Home
By Marilynne Robinson
336 pages; Farrar, Straus and Giroux


Marilynne Robinson's fascinating career has pinned our imaginations inside several memory-cramped family houses. In her aptly titled Home (Farrar, Straus and Giroux), Jack Boughton, the prodigal son of an aging paterfamilias, returns after 20 years to live with his sister Glory and their dying father. Those who loved Robinson's Pulitzer-winning novel, Gilead, will notice immediately that Home is set in the same Iowa town, and that the Reverend John Ames, the center of that story, lingers notably along the borders of this one. He is the elder Boughton's closest friend; Jack is his namesake, and Jack's tattered soul will become his to battle and repair.
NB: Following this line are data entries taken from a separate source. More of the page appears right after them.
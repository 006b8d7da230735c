//! Module-gated logging macros.
//!
//! Every module that logs declares its own switch and then calls the
//! macros, which are exported at the crate root:
//! ```ignore
//! const ENABLE_LOGS: bool = true;
//!
//! use crate::{log_debug, log_info, log_warn};
//!
//! log_info!("session {} finalized", id);
//! ```
//!
//! Output goes through the `log` facade, so whichever backend the host
//! installed (the binary uses `env_logger`, see [`crate::init_logging`])
//! decides what is shown.

/// `log::info!` guarded by the calling module's `ENABLE_LOGS`.
#[macro_export]
macro_rules! log_info {
    ($($arg:tt)*) => {
        if ENABLE_LOGS {
            log::info!($($arg)*);
        }
    };
}

/// `log::warn!` guarded by the calling module's `ENABLE_LOGS`.
#[macro_export]
macro_rules! log_warn {
    ($($arg:tt)*) => {
        if ENABLE_LOGS {
            log::warn!($($arg)*);
        }
    };
}

/// `log::debug!` guarded by the calling module's `ENABLE_LOGS`.
///
/// Used for per-entry chatter (unsupported channels, ignored late samples)
/// that would drown the info stream.
#[macro_export]
macro_rules! log_debug {
    ($($arg:tt)*) => {
        if ENABLE_LOGS {
            log::debug!($($arg)*);
        }
    };
}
As claustrophobic as Robinson's situations can be, her prose is our flight out, a keen instrument of vision and transcendence. The book is told from the perspective of Glory, so this language is given a compelling personal voice. Through her we are able to see Jack: "the one true worldling in the whole tribe of Boughtons ... standing there in the sunlight with the wind hushing in the dusty lilacs of their childhood. ... He looked older in sunlight." While the men work out their splintery emotions, the wisdom and grace of the book resides in the quiet voice of the woman who loves them.